Scott got behind the wheel and sped off, but crashed a few miles later. He then ran away while warning those nearby that the taxi was “gonna blow” as he ducked into a dilapidated home and made off undetected, he said.
Daniel Otte, then 19, was charged in Lavair’s slaying, but was ultimately acquitted by a jury in October 1987 following a mistrial. Witnesses identified the landscaper as the man running from the totaled taxi, but Otte maintained he had been with friends all night.
“I got lucky because they accused somebody else of it,” Scott said. “But nobody else been charged with it.”
Once behind bars for strangling Moorehead in 1989, Scott told his cellmate he also killed Jewel Johnson, 75, in 1985 when he was 15, said King. The young Scott pled not guilty at the time, and was acquitted for the crime. In total, Scott has confessed to killing four people, King said.
But prosecutors have shot down Scott’s claims regarding Michelle Schofield, saying he’s “waffled between denials and confessions” in that case since 2016.
“Jeremy Scott cannot and should not be believed,” Chief Assistant State Attorney Jacob Orr said in a statement. “He is simply not credible.”
Orr also noted Leo Schofield failed a polygraph when asked if he stabbed Michelle as part of the initial probe, as well as a judge ruling that Scott “could not recount facts accurately” during a 2018 hearing.
“This issue has been litigated extensively,” Orr continued. “It has been ruled by multiple judges. It seems this is an attempt to promote a podcast.”
King remains undeterred though, promising to keep fighting for Leo’s exoneration. The author believes Scott provided him details only Michelle’s true killer would know, including a pack of Marlboros found near bloodstains just feet away from the canal where her body was recovered.

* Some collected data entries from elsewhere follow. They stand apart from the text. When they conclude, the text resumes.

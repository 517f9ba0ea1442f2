//! Project root locator.
//!
//! Virtual paths are made relative to the nearest ancestor directory that
//! holds a manifest marker file, so that a component pushed from
//! `app/frontend/src/Button.jsx` is stored as `/src/Button.jsx` rather than
//! carrying the caller's checkout layout.

use std::path::{Path, PathBuf};

/// Walk upward from `start_dir` and return the first directory containing
/// `marker`.
///
/// The filesystem root itself is not probed. When no ancestor has the
/// marker, `start_dir` is returned unchanged and every discovered file is
/// placed relative to the entry file's own directory.
pub fn locate_root(start_dir: &Path, marker: &str) -> PathBuf {
    let mut current = start_dir;
    while let Some(parent) = current.parent() {
        if current.join(marker).is_file() {
            return current.to_path_buf();
        }
        current = parent;
    }
    start_dir.to_path_buf()
}

#[cfg(test)]
mod tests {
    use super::*;
    use crate::manifest::MANIFEST_FILE;
    use std::fs;
    use tempfile::TempDir;

    #[test]
    fn test_finds_marker_in_ancestor() {
        let tmp = TempDir::new().unwrap();
        let project = tmp.path().join("frontend");
        let deep = project.join("src").join("components");
        fs::create_dir_all(&deep).unwrap();
        fs::write(project.join(MANIFEST_FILE), "{}").unwrap();

        assert_eq!(locate_root(&deep, MANIFEST_FILE), project);
    }

    #[test]
    fn test_nearest_marker_wins() {
        let tmp = TempDir::new().unwrap();
        let outer = tmp.path().join("mono");
        let inner = outer.join("packages").join("ui");
        fs::create_dir_all(inner.join("src")).unwrap();
        fs::write(outer.join(MANIFEST_FILE), "{}").unwrap();
        fs::write(inner.join(MANIFEST_FILE), "{}").unwrap();

        assert_eq!(locate_root(&inner.join("src"), MANIFEST_FILE), inner);
    }

    #[test]
    fn test_start_dir_with_marker_is_root() {
        let tmp = TempDir::new().unwrap();
        fs::write(tmp.path().join(MANIFEST_FILE), "{}").unwrap();
        assert_eq!(locate_root(tmp.path(), MANIFEST_FILE), tmp.path());
    }

    #[test]
    fn test_falls_back_to_start_dir() {
        let tmp = TempDir::new().unwrap();
        let dir = tmp.path().join("loose");
        fs::create_dir_all(&dir).unwrap();

        assert_eq!(locate_root(&dir, "composter-marker-that-does-not-exist.json"), dir);
    }

    #[test]
    fn test_marker_directory_is_ignored() {
        let tmp = TempDir::new().unwrap();
        let dir = tmp.path().join("a");
        fs::create_dir_all(dir.join("package.json")).unwrap();
        let start = dir.join("b");
        fs::create_dir_all(&start).unwrap();

        assert_ne!(locate_root(&start, "package.json"), dir);
    }
}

Scott, who smoked Marlboros at the time, said he also stole $10 from Michelle after stabbing her — or the same amount she made during her shift minus $3 she spent on gas, King said.
“I am confident that Bone Valley corrects the State of Florida’s false narrative that Leo Schofield is guilty of killing his wife, Michelle,” King told The Post. “I do believe that if the Schofield case is turned over to any Conviction Integrity Unit in the state, they will reach the same conclusions that I’ve reached: Jeremy Scott killed Michelle Schofield, and Leo Schofield is an innocent man.”
Leo could be paroled as soon as May, officials for Florida Commission on Offender Review confirmed. But he’s unlikely to be freed since he’ll “refuse to apologize for a crime he did not commit,” King said.
Still, Leo’s legal team, led by attorney J. Andrew Crawford and the Innocence Project of Florida, remain undaunted in their crusade for vindication.
“Forensic and testimonial evidence ties Jeremy Scott to the crime, yet Leo Schofield remains locked up,” Innocence Project of Florida Executive Director Seth Miller told The Post. “That’s the kind of tunnel vision that leads to wrongful convictions. We’re reviewing the revelations in the podcast to determine the best way forward.”
Law enforcement sources, meanwhile, said they will not be pursuing King for the murder of cab driver Lavair either.
“We recognize Mr. Otte was acquitted of the crime in a second trial based on a technicality,” Osceola County Sheriff’s Office told The Post in a statement. “However, his acquittal in court does not prove actual innocence. At this time, there is no credible evidence linking Mr. Scott to this crime.”